Unit testing of hubs

Hubs are normal classes and, as such, they can be instantiated and fed with the dependencies they need, so we can decouple them from the remaining components of our application very easily and therefore subject them to unit tests without too much trouble with the techniques and tools that we have been looking at.

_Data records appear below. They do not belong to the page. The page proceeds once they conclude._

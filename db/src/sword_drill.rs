use diesel::prelude::*;
use diesel::sql_query;
use diesel::sql_types::Integer;
use log::{debug, warn};

use crate::books;
use crate::models::{VerseLocator, VerseRecord, Verses};
use crate::schema::{self, VerseRow};
use crate::table_name::TableName;
use crate::{open_existing, read_lock, DbConnection, DbError};

/// Trait implemented by types that can resolve a locator to stored verses.
pub trait SwordDrillable {
    /// Looks up Bible verses for the given locator.
    ///
    /// A single verse yields exactly one record. A range yields every stored
    /// verse from start to end inclusive, ordered by verse. Each record's
    /// chapter is taken from the locator. Zero rows is a
    /// [VerseNotFound](DbError::VerseNotFound) error, never an empty list.
    fn verses(locator: &VerseLocator, conn: &mut DbConnection)
        -> Result<Vec<VerseRecord>, DbError>;
}

/// Main implementation for the [SwordDrillable](crate::sword_drill::SwordDrillable) trait.
pub struct SwordDrill;

impl SwordDrillable for SwordDrill {
    fn verses(
        locator: &VerseLocator,
        conn: &mut DbConnection,
    ) -> Result<Vec<VerseRecord>, DbError> {
        locator.validate()?;

        let book = books::ordinal_for_name(&locator.book).ok_or_else(|| DbError::BookNotFound {
            book: locator.book.to_owned(),
        })?;
        let table = TableName::for_book(&locator.book)?;

        // A canonical book that was never ingested has no verses
        if !schema::table_exists(conn, &table).map_err(other)? {
            return Err(verse_not_found(locator));
        }

        let rows = match locator.verses {
            Verses::Single(verse) => single_verse(&table, locator.chapter, verse, conn)?,
            Verses::Range { start, end } => {
                verse_range(&table, locator.chapter, start, end, conn)?
            }
        };

        if rows.is_empty() {
            return Err(verse_not_found(locator));
        }

        Ok(rows
            .into_iter()
            .map(|row| VerseRecord {
                pk: row.pk,
                book,
                chapter: locator.chapter,
                verse: row.verse,
                text: row.text,
                comment: row.comment.unwrap_or_default(),
            })
            .collect())
    }
}

fn single_verse(
    table: &TableName,
    chapter: i32,
    verse: i32,
    conn: &mut DbConnection,
) -> Result<Vec<VerseRow>, DbError> {
    let query = schema::select_verse(table);
    debug!("Executing query: {} with args: [{}, {}]", query, chapter, verse);

    let mut rows = sql_query(query)
        .bind::<Integer, _>(chapter)
        .bind::<Integer, _>(verse)
        .load::<VerseRow>(conn)
        .map_err(other)?;

    if rows.len() > 1 {
        warn!(
            "{} rows stored for {} {}:{}; using the lowest pk",
            rows.len(),
            table,
            chapter,
            verse
        );
        rows.truncate(1);
    }
    Ok(rows)
}

fn verse_range(
    table: &TableName,
    chapter: i32,
    start: i32,
    end: i32,
    conn: &mut DbConnection,
) -> Result<Vec<VerseRow>, DbError> {
    let query = schema::select_verse_range(table);
    debug!(
        "Executing query: {} with args: [{}, {}, {}]",
        query, chapter, start, end
    );

    sql_query(query)
        .bind::<Integer, _>(chapter)
        .bind::<Integer, _>(start)
        .bind::<Integer, _>(end)
        .load::<VerseRow>(conn)
        .map_err(other)
}

fn verse_not_found(locator: &VerseLocator) -> DbError {
    DbError::VerseNotFound {
        reference: locator.to_string(),
    }
}

fn other(e: diesel::result::Error) -> DbError {
    DbError::Other {
        cause: e.to_string(),
    }
}

/// A store file that is queried by notation.
///
/// No connection is held between calls: each lookup opens its own and
/// closes it when the lookup returns, whether it succeeded or not.
#[derive(Clone, Debug)]
pub struct BibleDatabase {
    url: String,
}

impl BibleDatabase {
    pub fn new<S: Into<String>>(url: S) -> Self {
        BibleDatabase { url: url.into() }
    }

    pub fn url(&self) -> &str {
        &self.url
    }

    /// Parses `notation` and resolves it with [SwordDrill].
    pub fn query(&self, notation: &str) -> Result<Vec<VerseRecord>, DbError> {
        let locator: VerseLocator = notation.parse()?;
        self.resolve::<SwordDrill>(&locator)
    }

    /// Resolves a parsed locator. Invalid ranges are rejected before the
    /// store is touched.
    pub fn resolve<D: SwordDrillable>(
        &self,
        locator: &VerseLocator,
    ) -> Result<Vec<VerseRecord>, DbError> {
        locator.validate()?;

        let _guard = read_lock();
        let mut conn = open_existing(&self.url)?;
        D::verses(locator, &mut conn)
    }
}
use serde_derive::{Deserialize, Serialize};

use crate::books;

/// A verse as it arrives from a source file, before ingestion.
#[derive(Clone, Debug, Deserialize, PartialEq)]
pub struct SourceVerse {
    pub pk: i32,
    /// Informational only; not persisted.
    #[serde(default)]
    pub translation: String,
    /// Book ordinal, 1-66.
    pub book: i32,
    pub chapter: i32,
    pub verse: i32,
    pub text: String,
    #[serde(default)]
    pub comment: String,
}

impl SourceVerse {
    pub fn book_name(&self) -> Option<&'static str> {
        books::name_for_ordinal(self.book)
    }
}

/// Model representing a stored Bible verse.
#[derive(Clone, Debug, PartialEq, Serialize)]
pub struct VerseRecord {
    pub pk: i32,
    /// Book ordinal, 1-66.
    pub book: i32,
    pub chapter: i32,
    pub verse: i32,
    pub text: String,
    /// Empty when the verse has no comment.
    pub comment: String,
}

mod locator;
pub use self::locator::{VerseLocator, Verses};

Furthermore, SignalR was designed from the outset with decoupling, dependency injection, and unit testing in mind, so it will facilitate performing unit testing of our applications. Virtually all communication that we can have between a hub and the components of the framework is done using abstractions (interfaces) that allow their replacement by mock objects that make unit testing easier.

For example, look at the following code of a hub, where we can see several interactions with the platform. The first one is to get the value of the header variable "Host", the second one is to get the connection identifier, and the third one is to send an information message to all connected clients:

public class Broadcaster: Hub

{

...

public override Task OnConnected()

{

var host = Context.Headers["host"]; var id = Context.ConnectionId;

var message = "New connection " + id + " at " + host; return Clients.All.Message(message);

}

}

Thanks to the abstractions used by the SignalR hub class and the magic of mocking frameworks such as Moq, we can create a complete dependency infrastructure whose behavior will be set up in advance so that we can focus on checking that in this method the Message method is invoked in all connected clients, sending them the exact message that we expect.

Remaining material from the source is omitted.